§ **EXERCISE PROMPT**: Could you count the lines in the data that contain "join"? Reply with the number only.

Data records:
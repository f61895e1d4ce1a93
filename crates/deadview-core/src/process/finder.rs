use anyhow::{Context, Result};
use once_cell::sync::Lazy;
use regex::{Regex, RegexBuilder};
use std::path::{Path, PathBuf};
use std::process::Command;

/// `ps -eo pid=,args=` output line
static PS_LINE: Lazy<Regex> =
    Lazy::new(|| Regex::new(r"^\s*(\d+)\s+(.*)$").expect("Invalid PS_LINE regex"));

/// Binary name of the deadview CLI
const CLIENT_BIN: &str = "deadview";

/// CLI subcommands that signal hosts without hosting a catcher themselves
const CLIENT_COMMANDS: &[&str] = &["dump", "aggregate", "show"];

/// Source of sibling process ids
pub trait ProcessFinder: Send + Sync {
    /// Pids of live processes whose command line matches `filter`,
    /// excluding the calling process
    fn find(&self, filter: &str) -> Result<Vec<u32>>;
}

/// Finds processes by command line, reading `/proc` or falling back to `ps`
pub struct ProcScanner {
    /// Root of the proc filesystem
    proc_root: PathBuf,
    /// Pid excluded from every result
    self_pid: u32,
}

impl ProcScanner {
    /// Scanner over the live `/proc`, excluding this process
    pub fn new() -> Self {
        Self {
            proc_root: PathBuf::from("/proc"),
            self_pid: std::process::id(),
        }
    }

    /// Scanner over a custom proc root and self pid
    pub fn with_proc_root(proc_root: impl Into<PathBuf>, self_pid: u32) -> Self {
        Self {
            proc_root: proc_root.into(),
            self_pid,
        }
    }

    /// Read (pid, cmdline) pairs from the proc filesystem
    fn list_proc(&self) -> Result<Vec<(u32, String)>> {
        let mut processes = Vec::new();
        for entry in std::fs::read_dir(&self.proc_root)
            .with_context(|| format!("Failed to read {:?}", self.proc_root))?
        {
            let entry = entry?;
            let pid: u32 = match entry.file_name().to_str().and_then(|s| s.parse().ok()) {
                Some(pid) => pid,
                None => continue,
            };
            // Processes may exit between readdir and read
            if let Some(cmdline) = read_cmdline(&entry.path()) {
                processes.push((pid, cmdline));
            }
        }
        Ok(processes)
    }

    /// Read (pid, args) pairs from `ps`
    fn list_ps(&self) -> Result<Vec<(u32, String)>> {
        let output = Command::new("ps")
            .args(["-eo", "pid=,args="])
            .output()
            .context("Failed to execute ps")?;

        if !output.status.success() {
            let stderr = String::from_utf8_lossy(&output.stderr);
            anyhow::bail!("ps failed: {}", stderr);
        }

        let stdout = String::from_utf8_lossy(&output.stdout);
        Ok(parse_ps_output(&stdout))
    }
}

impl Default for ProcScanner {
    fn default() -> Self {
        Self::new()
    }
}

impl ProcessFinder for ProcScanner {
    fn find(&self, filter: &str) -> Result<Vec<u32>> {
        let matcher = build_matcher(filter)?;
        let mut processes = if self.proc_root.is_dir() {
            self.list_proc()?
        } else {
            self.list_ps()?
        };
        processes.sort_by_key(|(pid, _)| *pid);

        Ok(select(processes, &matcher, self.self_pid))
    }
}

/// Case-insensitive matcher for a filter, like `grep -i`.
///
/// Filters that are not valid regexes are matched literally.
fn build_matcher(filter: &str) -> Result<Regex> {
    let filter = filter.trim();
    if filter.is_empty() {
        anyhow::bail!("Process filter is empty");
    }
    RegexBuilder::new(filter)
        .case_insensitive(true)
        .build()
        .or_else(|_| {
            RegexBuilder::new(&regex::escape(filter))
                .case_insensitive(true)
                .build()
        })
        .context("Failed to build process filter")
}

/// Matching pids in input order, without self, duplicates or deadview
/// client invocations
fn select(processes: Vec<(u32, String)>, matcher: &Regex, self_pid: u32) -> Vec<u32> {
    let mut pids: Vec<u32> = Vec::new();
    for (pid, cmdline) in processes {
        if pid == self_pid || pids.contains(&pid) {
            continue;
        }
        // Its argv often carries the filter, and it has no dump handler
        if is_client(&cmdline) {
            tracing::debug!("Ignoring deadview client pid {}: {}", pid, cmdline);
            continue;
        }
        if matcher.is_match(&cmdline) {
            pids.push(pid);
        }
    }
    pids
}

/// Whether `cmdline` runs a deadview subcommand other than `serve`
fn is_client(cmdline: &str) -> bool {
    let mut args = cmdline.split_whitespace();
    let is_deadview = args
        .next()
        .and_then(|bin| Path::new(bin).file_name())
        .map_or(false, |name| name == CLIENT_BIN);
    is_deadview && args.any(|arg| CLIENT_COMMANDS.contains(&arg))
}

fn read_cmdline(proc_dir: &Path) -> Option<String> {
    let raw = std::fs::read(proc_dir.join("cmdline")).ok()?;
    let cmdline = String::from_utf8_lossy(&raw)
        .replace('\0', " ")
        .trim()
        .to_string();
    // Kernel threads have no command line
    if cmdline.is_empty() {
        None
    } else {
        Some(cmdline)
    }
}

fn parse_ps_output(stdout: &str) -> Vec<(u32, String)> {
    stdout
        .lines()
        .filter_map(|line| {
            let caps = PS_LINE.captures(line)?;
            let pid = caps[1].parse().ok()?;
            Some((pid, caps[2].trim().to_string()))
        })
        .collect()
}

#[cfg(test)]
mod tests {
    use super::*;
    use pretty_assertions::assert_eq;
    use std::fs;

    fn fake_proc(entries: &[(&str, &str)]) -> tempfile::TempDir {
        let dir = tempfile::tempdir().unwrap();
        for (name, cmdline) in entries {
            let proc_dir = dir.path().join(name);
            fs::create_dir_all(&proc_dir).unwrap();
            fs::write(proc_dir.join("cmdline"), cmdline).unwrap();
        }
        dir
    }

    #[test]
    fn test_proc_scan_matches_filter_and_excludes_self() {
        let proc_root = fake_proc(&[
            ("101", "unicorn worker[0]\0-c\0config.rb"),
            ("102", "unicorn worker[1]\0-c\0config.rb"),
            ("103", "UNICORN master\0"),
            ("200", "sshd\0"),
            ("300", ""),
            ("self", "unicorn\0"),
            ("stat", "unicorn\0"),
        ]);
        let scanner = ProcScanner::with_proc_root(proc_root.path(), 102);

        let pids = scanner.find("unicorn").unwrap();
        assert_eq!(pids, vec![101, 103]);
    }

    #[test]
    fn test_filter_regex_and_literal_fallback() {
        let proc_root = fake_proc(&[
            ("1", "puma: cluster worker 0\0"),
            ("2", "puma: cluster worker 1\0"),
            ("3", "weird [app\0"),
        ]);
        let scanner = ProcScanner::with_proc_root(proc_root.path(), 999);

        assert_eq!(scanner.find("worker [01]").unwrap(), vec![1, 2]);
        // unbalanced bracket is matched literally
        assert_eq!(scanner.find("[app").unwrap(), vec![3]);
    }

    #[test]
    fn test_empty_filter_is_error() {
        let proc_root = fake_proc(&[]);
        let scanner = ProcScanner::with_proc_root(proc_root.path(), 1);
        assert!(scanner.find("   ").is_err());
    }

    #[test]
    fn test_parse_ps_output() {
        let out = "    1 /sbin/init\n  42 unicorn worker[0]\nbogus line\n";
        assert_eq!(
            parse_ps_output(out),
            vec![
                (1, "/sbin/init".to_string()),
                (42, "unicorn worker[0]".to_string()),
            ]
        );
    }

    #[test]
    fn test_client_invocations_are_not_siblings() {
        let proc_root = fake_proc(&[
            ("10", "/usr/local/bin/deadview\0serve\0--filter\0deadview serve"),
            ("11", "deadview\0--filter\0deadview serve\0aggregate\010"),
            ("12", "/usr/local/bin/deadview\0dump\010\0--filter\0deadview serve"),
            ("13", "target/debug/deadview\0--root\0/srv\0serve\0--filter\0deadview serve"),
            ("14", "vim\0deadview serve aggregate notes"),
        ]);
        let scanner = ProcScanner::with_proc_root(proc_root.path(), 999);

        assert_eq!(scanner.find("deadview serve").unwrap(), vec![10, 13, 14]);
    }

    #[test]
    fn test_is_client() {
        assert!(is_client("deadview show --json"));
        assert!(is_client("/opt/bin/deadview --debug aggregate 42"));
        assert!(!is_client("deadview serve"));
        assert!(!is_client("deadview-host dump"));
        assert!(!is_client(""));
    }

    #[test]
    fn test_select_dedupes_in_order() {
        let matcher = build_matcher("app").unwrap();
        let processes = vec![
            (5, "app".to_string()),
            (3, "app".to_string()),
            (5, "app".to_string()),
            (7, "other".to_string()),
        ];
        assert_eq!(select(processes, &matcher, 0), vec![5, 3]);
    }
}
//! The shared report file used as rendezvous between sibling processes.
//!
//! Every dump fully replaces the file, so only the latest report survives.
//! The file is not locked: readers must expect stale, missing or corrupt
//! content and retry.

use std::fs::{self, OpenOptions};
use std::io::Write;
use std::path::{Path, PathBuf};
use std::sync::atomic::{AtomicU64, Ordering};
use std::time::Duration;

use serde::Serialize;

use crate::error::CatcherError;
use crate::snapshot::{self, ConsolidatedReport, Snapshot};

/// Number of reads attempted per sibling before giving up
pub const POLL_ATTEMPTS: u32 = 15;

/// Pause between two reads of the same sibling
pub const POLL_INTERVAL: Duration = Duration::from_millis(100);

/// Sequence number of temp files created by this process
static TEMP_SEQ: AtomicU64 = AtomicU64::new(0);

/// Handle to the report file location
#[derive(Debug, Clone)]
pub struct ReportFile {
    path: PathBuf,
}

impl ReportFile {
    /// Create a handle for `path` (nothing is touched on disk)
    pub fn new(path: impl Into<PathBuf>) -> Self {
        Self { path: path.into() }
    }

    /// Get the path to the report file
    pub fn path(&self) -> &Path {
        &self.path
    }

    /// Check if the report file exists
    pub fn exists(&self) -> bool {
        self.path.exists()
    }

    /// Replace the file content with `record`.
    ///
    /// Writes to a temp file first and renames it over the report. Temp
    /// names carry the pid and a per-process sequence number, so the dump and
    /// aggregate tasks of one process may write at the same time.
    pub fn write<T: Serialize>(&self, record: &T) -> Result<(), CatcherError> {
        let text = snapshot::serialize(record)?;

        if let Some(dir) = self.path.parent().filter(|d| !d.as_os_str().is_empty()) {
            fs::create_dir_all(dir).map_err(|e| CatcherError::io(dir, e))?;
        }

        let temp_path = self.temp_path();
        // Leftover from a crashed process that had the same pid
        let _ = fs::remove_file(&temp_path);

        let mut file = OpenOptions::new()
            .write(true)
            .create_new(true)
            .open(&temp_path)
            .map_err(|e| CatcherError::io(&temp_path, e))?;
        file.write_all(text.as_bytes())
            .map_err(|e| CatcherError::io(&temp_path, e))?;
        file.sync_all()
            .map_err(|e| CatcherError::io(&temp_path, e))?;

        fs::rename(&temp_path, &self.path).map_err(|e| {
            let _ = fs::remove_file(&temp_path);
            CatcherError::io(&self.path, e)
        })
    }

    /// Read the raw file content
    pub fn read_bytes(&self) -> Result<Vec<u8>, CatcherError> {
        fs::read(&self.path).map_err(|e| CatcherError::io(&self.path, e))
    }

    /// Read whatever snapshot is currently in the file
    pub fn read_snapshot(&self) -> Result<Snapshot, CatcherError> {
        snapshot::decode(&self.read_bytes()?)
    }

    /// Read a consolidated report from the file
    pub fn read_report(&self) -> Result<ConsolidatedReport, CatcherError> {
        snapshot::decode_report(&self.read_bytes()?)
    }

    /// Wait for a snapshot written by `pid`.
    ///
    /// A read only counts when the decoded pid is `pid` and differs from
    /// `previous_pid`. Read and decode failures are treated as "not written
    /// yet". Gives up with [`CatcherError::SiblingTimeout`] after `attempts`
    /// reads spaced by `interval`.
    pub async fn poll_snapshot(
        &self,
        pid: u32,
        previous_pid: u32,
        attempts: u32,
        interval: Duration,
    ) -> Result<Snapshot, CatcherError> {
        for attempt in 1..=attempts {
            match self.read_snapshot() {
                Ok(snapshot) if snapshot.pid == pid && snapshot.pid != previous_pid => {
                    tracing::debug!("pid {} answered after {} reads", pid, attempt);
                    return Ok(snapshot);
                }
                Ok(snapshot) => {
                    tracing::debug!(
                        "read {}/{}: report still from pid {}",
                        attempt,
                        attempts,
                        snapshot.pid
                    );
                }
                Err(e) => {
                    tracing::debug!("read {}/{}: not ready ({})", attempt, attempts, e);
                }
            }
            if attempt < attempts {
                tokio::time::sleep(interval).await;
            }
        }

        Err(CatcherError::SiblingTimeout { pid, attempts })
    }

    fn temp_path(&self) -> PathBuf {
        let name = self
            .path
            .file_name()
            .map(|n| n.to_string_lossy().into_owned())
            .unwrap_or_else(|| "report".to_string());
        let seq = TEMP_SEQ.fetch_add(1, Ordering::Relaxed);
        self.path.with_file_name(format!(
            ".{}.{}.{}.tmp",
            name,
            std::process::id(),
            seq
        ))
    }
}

§ **OUTPUT OF THE EXERCISE**: 3